Lady Godwin meneó la cabeza.

—Lo que os decía. Stirling sí que hacía bodas; estuvo en la de Julia Hetley, me acuerdo. Quise que estuviera en la mía, pero para entonces ya huiría muerto. Ahora no sé a quién contratamos.

—Milady —dijo Michael, con esa sonrisa maliciosa que ella siempre había encontrado irresistible—, ¿debería empuñar la espada para complaceros? Podría contribuir a aumentar la fortuna de la familia.

—Como si necesitara contribución alguna —dijo secamente la duquesa—. Supongo que así te ahorrarías los gastos de contratar un espadachín para que librara tus inevitables disputas románticas, milord. Pero, ¿no eres un poco mayor como para empezar a aprender ahora?

—¡Diane! —farfulló su madre. Esta vez él dio gracias por su rápida intervención. Pugnaba por reprimir su sonrojo, uno de los inconvenientes de su tez pálida. Aquella dama era demasiado atrevida, aprovechaba la confianza con su madre para burlarse de él... No estaba acostumbrado a las mujeres a las que no les importaba agradarle—. Michael, pensar siquiera algo así demuestra que eres un cabeza de chorlito y, Diane, no debes incitarlo a luchar, seguro que con sus amigos le basta y le sobra. Oh, sí, sin duda a lord Godwin le encantaría enterarse de que su heredero empuña la espada como si de un matón callejero cualquiera se tratara. Nos encargamos de que tuvieras toda la formación necesaria cuando eras pequeño. Luces tu espada de adorno con garbo, sabes bailar sin enredarte las piernas en ella, y eso debería ser suficiente para cualquier caballero.

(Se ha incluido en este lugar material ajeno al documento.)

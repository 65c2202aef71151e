//! LRU block cache decorator.
//!
//! Wraps a slow backend (remote blob, network block device) and serves
//! whole aligned blocks from memory. Write-through: writes go to the inner
//! backend first, then refresh any cached copy of the touched blocks.

use crate::{DiskBackend, LruCache, check_range};
use parking_lot::Mutex;
use serde::{Deserialize, Serialize};
use std::sync::Arc;
use tracing::debug;
use vms_error::{Result, VmsError};

/// Sizing of a [`CachedBackend`].
#[derive(Debug, Clone, Copy, PartialEq, Eq, Serialize, Deserialize)]
pub struct CacheConfig {
    /// Cached block size in bytes; power of two, at least 512.
    pub block_size: u32,
    /// Maximum number of resident blocks.
    pub capacity: usize,
}

impl Default for CacheConfig {
    fn default() -> Self {
        Self {
            block_size: 64 * 1024,
            capacity: 256,
        }
    }
}

impl CacheConfig {
    pub fn validate(&self) -> Result<()> {
        if self.block_size < 512 || !self.block_size.is_power_of_two() {
            return Err(VmsError::InvalidConfig(format!(
                "cache block_size={} must be a power of two >= 512",
                self.block_size
            )));
        }
        if self.capacity == 0 {
            return Err(VmsError::InvalidConfig(
                "cache capacity must be > 0".to_owned(),
            ));
        }
        Ok(())
    }
}

#[derive(Debug)]
pub struct CachedBackend {
    inner: Arc<dyn DiskBackend>,
    block_size: u64,
    blocks: Mutex<LruCache<u64, Arc<Vec<u8>>>>,
}

impl CachedBackend {
    pub fn new(inner: Arc<dyn DiskBackend>, config: CacheConfig) -> Result<Self> {
        config.validate()?;
        Ok(Self {
            inner,
            block_size: u64::from(config.block_size),
            blocks: Mutex::new(LruCache::new(config.capacity)?),
        })
    }

    #[must_use]
    pub fn inner(&self) -> &Arc<dyn DiskBackend> {
        &self.inner
    }

    /// `(hits, misses)` of the block cache.
    #[must_use]
    pub fn stats(&self) -> (u64, u64) {
        self.blocks.lock().stats()
    }

    fn load_block(&self, index: u64) -> Result<Arc<Vec<u8>>> {
        if let Some(block) = self.blocks.lock().get_cloned(&index) {
            return Ok(block);
        }
        let start = index * self.block_size;
        let len = self.block_size.min(self.inner.len_bytes().saturating_sub(start));
        let mut buf = vec![0_u8; usize::try_from(len).unwrap_or(0)];
        self.inner.read_exact_at(start, &mut buf)?;
        let block = Arc::new(buf);
        self.blocks.lock().insert(index, Arc::clone(&block));
        Ok(block)
    }
}

impl DiskBackend for CachedBackend {
    fn kind(&self) -> &'static str {
        self.inner.kind()
    }

    fn len_bytes(&self) -> u64 {
        self.inner.len_bytes()
    }

    fn read_exact_at(&self, offset: u64, buf: &mut [u8]) -> Result<()> {
        check_range("cache", offset, buf.len(), self.len_bytes())?;
        let mut pos = offset;
        let mut done = 0_usize;
        while done < buf.len() {
            let index = pos / self.block_size;
            let within = usize::try_from(pos % self.block_size).unwrap_or(0);
            let block = self.load_block(index)?;
            let n = (block.len() - within).min(buf.len() - done);
            buf[done..done + n].copy_from_slice(&block[within..within + n]);
            done += n;
            pos += n as u64;
        }
        Ok(())
    }

    fn write_all_at(&self, offset: u64, buf: &[u8]) -> Result<()> {
        self.inner.write_all_at(offset, buf)?;
        let end = offset + buf.len() as u64;
        let first = offset / self.block_size;
        let last = end.saturating_sub(1) / self.block_size;
        let mut blocks = self.blocks.lock();
        for index in first..=last {
            let _ = blocks.remove(&index);
        }
        Ok(())
    }

    fn is_writable(&self) -> bool {
        self.inner.is_writable()
    }

    fn sync(&self) -> Result<()> {
        self.inner.sync()
    }

    fn close(&self) -> Result<()> {
        let (hits, misses) = {
            let mut blocks = self.blocks.lock();
            let stats = blocks.stats();
            blocks.clear();
            stats
        };
        debug!(kind = self.inner.kind(), hits, misses, "block cache released");
        self.inner.close()
    }

    fn is_closed(&self) -> bool {
        self.inner.is_closed()
    }

    fn sector_size(&self) -> u32 {
        self.inner.sector_size()
    }

    fn parent(&self) -> Option<Arc<dyn DiskBackend>> {
        self.inner.parent()
    }

    fn take_parent(&self) -> Option<Arc<dyn DiskBackend>> {
        self.inner.take_parent()
    }
}

#[cfg(test)]
mod tests {
    use super::*;
    use crate::MemoryBackend;

    fn patterned(len: usize) -> Vec<u8> {
        (0..len).map(|i| (i % 251) as u8).collect()
    }

    #[test]
    fn rejects_invalid_config() {
        let inner: Arc<dyn DiskBackend> = Arc::new(MemoryBackend::zeroed(1024));
        let bad = CacheConfig {
            block_size: 1000,
            capacity: 4,
        };
        assert!(CachedBackend::new(Arc::clone(&inner), bad).is_err());
        let empty = CacheConfig {
            block_size: 512,
            capacity: 0,
        };
        assert!(CachedBackend::new(inner, empty).is_err());
    }

    #[test]
    fn reads_across_blocks_and_hits_on_reread() {
        let data = patterned(10_000);
        let inner: Arc<dyn DiskBackend> = Arc::new(MemoryBackend::new(data.clone()));
        let cache = CachedBackend::new(
            inner,
            CacheConfig {
                block_size: 1024,
                capacity: 4,
            },
        )
        .expect("cache");

        let mut buf = vec![0_u8; 3000];
        cache.read_exact_at(500, &mut buf).expect("read");
        assert_eq!(buf, data[500..3500]);
        cache.read_exact_at(500, &mut buf).expect("reread");
        let (hits, misses) = cache.stats();
        assert_eq!(misses, 4);
        assert_eq!(hits, 4);

        // Tail block shorter than block_size.
        let mut tail = vec![0_u8; 16];
        cache.read_exact_at(9_984, &mut tail).expect("tail");
        assert_eq!(tail, data[9_984..]);
    }

    #[test]
    fn writes_invalidate_cached_blocks() {
        let inner: Arc<dyn DiskBackend> = Arc::new(MemoryBackend::zeroed(4096));
        let cache = CachedBackend::new(
            inner,
            CacheConfig {
                block_size: 512,
                capacity: 8,
            },
        )
        .expect("cache");
        let mut buf = [0_u8; 4];
        cache.read_exact_at(1000, &mut buf).expect("prime");
        cache.write_all_at(1000, b"data").expect("write");
        cache.read_exact_at(1000, &mut buf).expect("read");
        assert_eq!(&buf, b"data");
    }

    #[test]
    fn close_reaches_inner() {
        let inner: Arc<dyn DiskBackend> = Arc::new(MemoryBackend::zeroed(1024));
        let cache = CachedBackend::new(Arc::clone(&inner), CacheConfig::default()).expect("cache");
        cache.close().expect("close");
        cache.close().expect("close twice");
        assert!(inner.is_closed());
    }
}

—Ahí tenemos a lord Arlen —dijo lady Halliday—. No me diréis que no es un caballero.

—Un excéntrico, eso es lo que es Arlen —dijo con firmeza lady Godwin—, y notablemente anticuado. Seguro que a ningún joven de la edad de Michael se le pasaría algo así por la cabeza.

—Seguro que no, Lydia —decía con talante conciliador la exquisita duquesa—. Y además, lord Michael es un hombre con estilo. —Para sorpresa del aludido, la mujer le sonrió, cálida y directamente—. Sé de hombres que serían capaces de hacer lo que fuera con tal de molestar a sus padres. Qué suerte tienes, Lydia, al tener un hijo en el que poder confiar que siempre te respetará. Estoy segura de que no podría hablar en serio de empuñar la espada, como no haría ninguna otra cosa tan igualmente ridícula... Asistir a la Universidad, por ejemplo.

La conversación derivó hacia vástagos famosos, privando eficazmente a Michael de intervenir en ella. En otro momento habría escuchado ávidamente y con cierta diversión mientras hablaban de varios de sus amigos y conocidos, para poder acumular anécdotas que repetir en las partidas de cartas. Pero aunque no se reflejaba nada de ello en su porte agradable y su rostro atractivo, lord Michael se sentía taciturno por momentos y se preguntaba de qué manera podría escabullirse sin ofender a su madre, a la que había prometido acompañar en todas y cada una de sus visitas del día. El grupo de mujeres, que no hacían ningún esfuerzo por incluirlo, lo hacía sentir no tanto como si volviera a ser un niño —pues había sido un niño muy apuesto y los adultos siempre se habían parado a contemplarlo—sino como si se hubiera topado con un corro de desconocidas, todas ellas charlando animadamente en un idioma extranjero; o como si fuera un fantasma en el cuarto, o un mueble tan inútil como falto de interés. Aun la fascinante duquesa, pese a resultar evidente que no era ajena a su interés, optaba por racanearle su atención. En estos instantes, por ejemplo, parecía estar mucho más absorta en la serie de historias que estaba relatando su madre acerca de uno de sus lunáticos primos. Puede que pronto volviera a verla, en circunstancias más favorables. Sólo para renovar el contacto, desde luego; encontraba emocionante la posesividad de su nueva aventura y aún no estaba dispuesto a prescindir de ella.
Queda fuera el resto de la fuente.